In 1859 Taney sat for a portrait by the painter Emanuel Leutze. By then, the year of John Brown’s raid on Harpers Ferry, it was clear to Taney that the nation was headed for catastrophe. The chief justice wears black robes in the portrait. His left hand rests on a pad of paper, while his right hand hangs limply, almost lifelessly against the right arm of the chair. His eyes are bleak, as though he had seen into a ruinous future that he had wrought, but had not intended and could never undo. Taney remained on the court during the Civil War until his death in 1864. He was described by a diarist of the time as one of the saddest figures in Washington.

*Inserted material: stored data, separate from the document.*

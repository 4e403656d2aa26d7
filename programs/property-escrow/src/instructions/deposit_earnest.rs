use anchor_lang::prelude::*;
use anchor_spl::token_interface::{Mint, TokenAccount, TokenInterface};

use crate::error::EscrowError;
use crate::events::EarnestDeposited;
use crate::helpers::transfer_to_vault;
use crate::state::*;

#[derive(Accounts)]
pub struct DepositEarnest<'info> {
    pub buyer: Signer<'info>,

    #[account(
        seeds = [LEDGER_SEED],
        bump = ledger.bump,
    )]
    pub ledger: Account<'info, LedgerConfig>,

    #[account(
        mut,
        seeds = [LISTING_SEED, listing.title_mint.as_ref()],
        bump = listing.bump,
    )]
    pub listing: Account<'info, Listing>,

    #[account(constraint = payment_mint.key() == ledger.payment_mint @ EscrowError::MintMismatch)]
    pub payment_mint: InterfaceAccount<'info, Mint>,

    #[account(
        mut,
        associated_token::mint = payment_mint,
        associated_token::authority = ledger,
        associated_token::token_program = token_program,
    )]
    pub treasury: InterfaceAccount<'info, TokenAccount>,

    #[account(
        mut,
        constraint = buyer_payment_account.owner == buyer.key() @ EscrowError::OwnerMismatch,
        token::mint = payment_mint,
        token::token_program = token_program,
    )]
    pub buyer_payment_account: InterfaceAccount<'info, TokenAccount>,

    pub token_program: Interface<'info, TokenInterface>,
}

pub fn handler(ctx: Context<DepositEarnest>, amount: u64) -> Result<()> {
    let buyer = ctx.accounts.buyer.key();
    let listing = &mut ctx.accounts.listing;

    listing.require_buyer(&buyer)?;
    let deposited_amount = listing.record_deposit(amount)?;
    require!(
        ctx.accounts.buyer_payment_account.amount >= amount,
        EscrowError::InsufficientBalance
    );

    transfer_to_vault(
        &ctx.accounts.buyer_payment_account, &ctx.accounts.payment_mint,
        &ctx.accounts.treasury,
        ctx.accounts.buyer.to_account_info(), &ctx.accounts.token_program,
        amount, ctx.accounts.payment_mint.decimals,
    )?;

    emit!(EarnestDeposited {
        title_mint: listing.title_mint,
        buyer,
        amount,
        deposited_amount,
    });

    Ok(())
}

And what of his adversary, Dred Scott? In a bizarre turn, after she lost the trial in Scott v. Emerson, Irene Emerson married Dr. Calvin Chaffee, a Massachusetts congressman and outspoken abolitionist. After the Supreme Court’s decision, newspaper reporters tracked her down and discovered her remarriage. By now, John Sanford was in an insane asylum, which left Irene Emerson Chaffee in charge of his ‘property.’
Apparently, Irene had not informed her husband of her slaveholding past. Abolitionist Representative Chaffee awoke one morning to discover that he was married to the most famous slave owner in America. A Massachusetts newspaper, the Springfield Argus, excoriated him, writing, ‘All the long years of servitude through which this [Scott] family has been doomed to labor has this hypocrite kept their ownership by his family from the public, while he had profited, not only by their labor, but by his extraordinary professions of love for the poor Negro.’ Newspapers across the country would carry similar denunciations.
After being forced by outraged public opinion to free (or urge his wife to free) Dred Scott, Dr. Chaffee did not run for reelection. The Chaffees transferred ownership of the Scotts to Taylor Blow, and he freed them shortly thereafter. Irene Chaffee later claimed to a newspaper reporter that she ‘was always in sympathy with the cause of the negro.’
Arba Crane drew up the legal papers that ultimately freed the Scotts. Their emancipation on May 26, 1857, made headlines throughout the nation.
Dred Scott found a job as a porter at Barnum’s Hotel in St. Louis, where guests regarded him as a celebrity. Following his death on September 17, 1858, he was buried in Wesleyan Cemetery. Harriet Scott outlived her husband by several years. She worked as a laundress in St. Louis and it is believed she died sometime around 1870.
In 1867 Taylor Blow moved Dred Scott’s grave to Calvary Cemetery. The grave was unmarked until 1957, but during that year, the 100th anniversary of the Dred Scott decision, its location was identified and a stone was placed on it.
Dred Scott died a free man. He had won his lawsuit after all.